A Dissertation of Ice & Fire – Episode #5
In today’s entry of a Dissertation of Ice & Fire we’re going to be tackling the most recent episode of Game of Thrones titled “The Wolf & The Lion.” For those who are not paying attention close enough to grasp the house sigils yet the Wolf is in reference to the Starks and the Lion is for House Lannister. The title foreshadows the events that lead to a “holy shit!”of an ending. But, let us start from the beginning.

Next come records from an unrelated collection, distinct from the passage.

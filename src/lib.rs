//! This crate implements the classic structural operations on binary trees and Binary Search
//! Trees (BSTs) whose nodes know their parent.
//!
//! ## Binary Search Tree
//!
//! A Binary Search Tree is a data structure supporting operations to insert, find, and delete
//! stored records. BSTs are typically defined recursively using the notion of a `Node`. A `Node`
//! stores a value and will sometimes have child `Node`s. The most important invariants of a BST
//! are:
//!
//! 1. For every `Node` in a BST, all the `Node`s in its left subtree have a value less than its
//!    own value.
//! 2. For every `Node` in a BST, all the `Node`s in its right subtree have a value greater than
//!    its own value.
//!
//! > Note that some `Node`s have no children. These `Node`s are called "leaf nodes".
//!
//! Every node here also carries a link back to its parent. That makes some questions cheap
//! ("which tree is this node in?") and makes every structural change a bit more delicate: when
//! a subtree moves, both the owning child link and the child's parent link have to follow.
//!
//! ## Nodes and forests
//!
//! Nodes live in a [`Forest`], an arena that can hold any number of disjoint trees, and are
//! referred to by [`NodeId`] handles. A tree is simply identified by the handle of its root
//! (`Option<NodeId>`, where `None` is the empty tree).
//!
//! The operations are:
//!
//! * [`Forest::lowest_common_ancestor`] finds the deepest node above two others.
//! * [`Forest::rotate_left`] (and [`Forest::rotate_right`]) restructure a subtree without
//!   changing its in-order sequence.
//! * [`Forest::bst_remove`] deletes a value from a BST.
//! * [`Forest::array_to_bst`] builds a BST from an unsorted slice, collapsing duplicates.
//!
//! Absence (an empty tree, a `None` argument, a value that isn't there) is reported with `None`.
//! Requests the forest can't carry out are reported with a [`TreeError`].
//!
//! # Examples
//!
//! ```
//! use bintree::Forest;
//!
//! let mut forest = Forest::new();
//! let root = forest.array_to_bst(Some(&[5, 3, 8, 1, 4, 7, 9])).unwrap();
//!
//! let one = forest.bst_search(root, 1);
//! let four = forest.bst_search(root, 4);
//! let three = forest.bst_search(root, 3);
//! assert_eq!(forest.lowest_common_ancestor(one, four), three);
//!
//! let root = forest.bst_remove(root, 5);
//! assert_eq!(forest.in_order_values(root), [1, 3, 4, 7, 8, 9]);
//! ```

#![deny(missing_docs)]

mod ancestor;
mod build;
mod error;
mod forest;
mod iter;
mod remove;
mod rotate;
mod util;


pub use error::{Result, TreeError};
pub use forest::{Forest, Node, NodeId};
pub use iter::InOrder;
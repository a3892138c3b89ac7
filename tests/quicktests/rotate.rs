use quickcheck_macros::quickcheck;

use crate::{build, nodes};

#[quickcheck]
fn rotations_preserve_in_order(xs: Vec<i8>) -> bool {
    let (mut forest, mut root) = build(&xs);
    let before = forest.in_order_values(root);

    // Rotate every node that can be rotated, re-rooting when the root moves.
    for id in nodes(&forest, root) {
        if forest.right(id).is_none() {
            continue;
        }
        let was_root = Some(id) == root;
        let pivot = forest.rotate_left(Some(id)).unwrap();
        if was_root {
            root = pivot;
        }
    }

    forest.in_order_values(root) == before && forest.links_consistent(root)
}

#[quickcheck]
fn rotate_right_inverts_rotate_left(xs: Vec<i8>) -> bool {
    let (mut forest, root) = build(&xs);
    if root.and_then(|id| forest.right(id)).is_none() {
        return true;
    }
    let before = forest.in_order(root).collect::<Vec<_>>();

    let pivot = forest.rotate_left(root).unwrap();
    let back = forest.rotate_right(pivot).unwrap();

    back == root && forest.in_order(back).collect::<Vec<_>>() == before
}
//! Building a BST out of an unsorted slice.

use tracing::{debug, trace};

use crate::error::{Result, TreeError};
use crate::forest::{Forest, NodeId};

impl Forest {
    /// Builds a new BST by inserting `values` one after another with
    /// [`bst_insert`][Self::bst_insert] and returns its root.
    ///
    /// When an insert fails, the value's first position in `values` decides what happens. If
    /// it showed up earlier, this is a repeat and it is skipped, so each distinct value ends up
    /// in exactly one node. If this is its first position, something other than a duplicate went
    /// wrong: every node built so far is released and the build fails.
    ///
    /// `None` and an empty slice both give `Ok(None)`.
    ///
    /// # Errors
    ///
    /// [`TreeError::BuildAborted`] carrying the insert error, e.g. when the forest's node
    /// limit is reached.
    ///
    /// # Examples
    ///
    /// ```
    /// use bintree::Forest;
    ///
    /// let mut forest = Forest::new();
    /// let root = forest.array_to_bst(Some(&[3, 1, 4, 1, 5, 9, 2, 6, 1])).unwrap();
    ///
    /// assert_eq!(forest.in_order_values(root), [1, 2, 3, 4, 5, 6, 9]);
    /// assert_eq!(forest.len(), 7);
    /// ```
    pub fn array_to_bst(&mut self, values: Option<&[i32]>) -> Result<Option<NodeId>> {
        let Some(values) = values else {
            return Ok(None);
        };

        let mut root = None;
        for (index, &value) in values.iter().enumerate() {
            let Err(error) = self.bst_insert(&mut root, value) else {
                continue;
            };

            let first = values.iter().position(|&other| other == value);
            if first == Some(index) {
                let released = self.delete_tree(root);
                debug!(index, value, released, %error, "aborted building tree");
                return Err(TreeError::BuildAborted {
                    index,
                    value,
                    source: Box::new(error),
                });
            }
            trace!(index, value, "skipped repeated value");
        }

        Ok(root)
    }
}

#[cfg(test)]
mod tests {
    use super::*;

    #[test]
    fn builds_in_insertion_order() {
        let mut forest = Forest::new();
        let root = forest
            .array_to_bst(Some(&[79, 47, 68, 87, 84, 91, 21, 32, 34, 2, 20, 22, 98, 1, 62, 95]))
            .unwrap();

        assert_eq!(root.and_then(|id| forest.value(id)), Some(79));
        let left = forest.left(root.unwrap());
        assert_eq!(left.and_then(|id| forest.value(id)), Some(47));
        assert_eq!(forest.size(root), 16);
        assert!(forest.is_bst(root));
        assert!(forest.links_consistent(root));
    }

    #[test]
    fn duplicates_collapse() {
        let mut forest = Forest::new();
        let root = forest
            .array_to_bst(Some(&[3, 1, 4, 1, 5, 9, 2, 6, 1]))
            .unwrap();

        assert_eq!(forest.in_order_values(root), [1, 2, 3, 4, 5, 6, 9]);
        assert_eq!(forest.len(), 7);
    }

    #[test]
    fn empty_and_missing_input() {
        let mut forest = Forest::new();
        assert_eq!(forest.array_to_bst(Some(&[])), Ok(None));
        assert_eq!(forest.array_to_bst(None), Ok(None));
        assert!(forest.is_empty());
    }

    #[test]
    fn first_occurrence_failure_aborts_and_releases() {
        let mut forest = Forest::with_node_limit(3);

        let result = forest.array_to_bst(Some(&[1, 2, 3, 4]));

        assert_eq!(
            result,
            Err(TreeError::BuildAborted {
                index: 3,
                value: 4,
                source: Box::new(TreeError::CapacityExceeded { limit: 3 }),
            })
        );
        assert!(forest.is_empty());
    }

    #[test]
    fn repeat_at_capacity_is_skipped() {
        let mut forest = Forest::with_node_limit(3);

        let root = forest.array_to_bst(Some(&[1, 2, 3, 3, 1])).unwrap();

        assert_eq!(forest.in_order_values(root), [1, 2, 3]);
    }

    #[test]
    fn abort_leaves_other_trees_alone() {
        let mut forest = Forest::with_node_limit(4);
        let other = forest.array_to_bst(Some(&[10, 20])).unwrap();

        assert!(forest.array_to_bst(Some(&[1, 2, 3])).is_err());

        assert_eq!(forest.len(), 2);
        assert_eq!(forest.in_order_values(other), [10, 20]);
    }
}
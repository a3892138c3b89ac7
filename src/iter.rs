//! In-order traversal.

use crate::forest::{Forest, NodeId};

/// Visits a subtree left-to-right, yielding each node with its value. Created by
/// [`Forest::in_order`].
///
/// # Examples
///
/// ```
/// use bintree::Forest;
///
/// let mut forest = Forest::new();
/// let root = forest.array_to_bst(Some(&[2, 3, 1])).unwrap();
///
/// let values: Vec<i32> = forest.in_order(root).map(|(_, value)| value).collect();
/// assert_eq!(values, [1, 2, 3]);
/// ```
pub struct InOrder<'a> {
    forest: &'a Forest,
    /// Nodes whose left subtree is being visited.
    stack: Vec<NodeId>,
    next: Option<NodeId>,
}

impl Iterator for InOrder<'_> {
    type Item = (NodeId, i32);

    fn next(&mut self) -> Option<Self::Item> {
        while let Some(id) = self.next.take() {
            self.stack.push(id);
            self.next = self.forest.left(id);
        }

        let id = self.stack.pop()?;
        let node = self.forest.get(id)?;
        self.next = node.right();
        Some((id, node.value()))
    }
}

impl Forest {
    /// Iterates over the subtree rooted at `root` in order. For a BST this yields the values
    /// sorted ascending.
    pub fn in_order(&self, root: Option<NodeId>) -> InOrder<'_> {
        InOrder {
            forest: self,
            stack: Vec::new(),
            next: root.filter(|&id| self.contains(id)),
        }
    }

    /// Collects the in-order sequence of values below `root`.
    pub fn in_order_values(&self, root: Option<NodeId>) -> Vec<i32> {
        self.in_order(root).map(|(_, value)| value).collect()
    }
}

This week’s episode begins with Ned continuing his investigation of Jon Arryn’s death as he meets Ser Barristan. We get a brief history of their past and how much of a former badass “Barristan the Bold” used to be. He also mentions King Robert plans to compete in the tournament today. This leads Ned to talk with the King about how poor of a decision that would be. That leads to another scene with Sean Bean and Mark Addy that just continues to show their incredible charisma together. I can’t say enough how much Addy is knocking this role out of the park thus far. Also, a nice add in of Robert’s helmet with the stag horns in the background was nice for longtime fans. For those who missed it, that’s the helmet Robert wore in the rebellion when he slew Prince Rhaegar Targaryen. I love these little additions they’re making for us fanboys.
Then we get the conclusion of The Hand’s Tournament and things start to go crazy. We finally get to see Ser Loras Tyrell, The Knight of Flowers, in action as he takes on “The Mountain” Gregor Clegane. But beforehand he gives a red rose to Sansa making her quickly forget about Joffrey, who still isn’t speaking to her, and quickly changing her affections towards Ser Loras. This, as we see later, shows that Sansa really knows how to pick the wrong guys. After seeing Gregor kill Ser Hugh in the last episode, Sansa fears for Loras until he unseats Gregor with his lance. Littlefinger points out that Loras’ mare being in heat made Gregor’s horse cost him the joust. The Mountain, enraged either at his horse or the fact that he lost the joust calls for his sword and takes his fury out on the poor beast. In what will likely get animal rights activists in a tizzy again, Gregor cuts the horse’s head off in a very graphic scene that actually had me yelling “Ohhhhhh!!!!!” when I saw it. And I knew it was coming. Props to HBO for not holding back on the violence and realism there. But back to Gregor, who then goes after Loras. As soon as he is about to deliver the killing blow on the Knight, his brother Sandor intervenes and the two massive men fight it out until King Robert demands they stop. A scene that was almost page-for-page from the book and extremely well done.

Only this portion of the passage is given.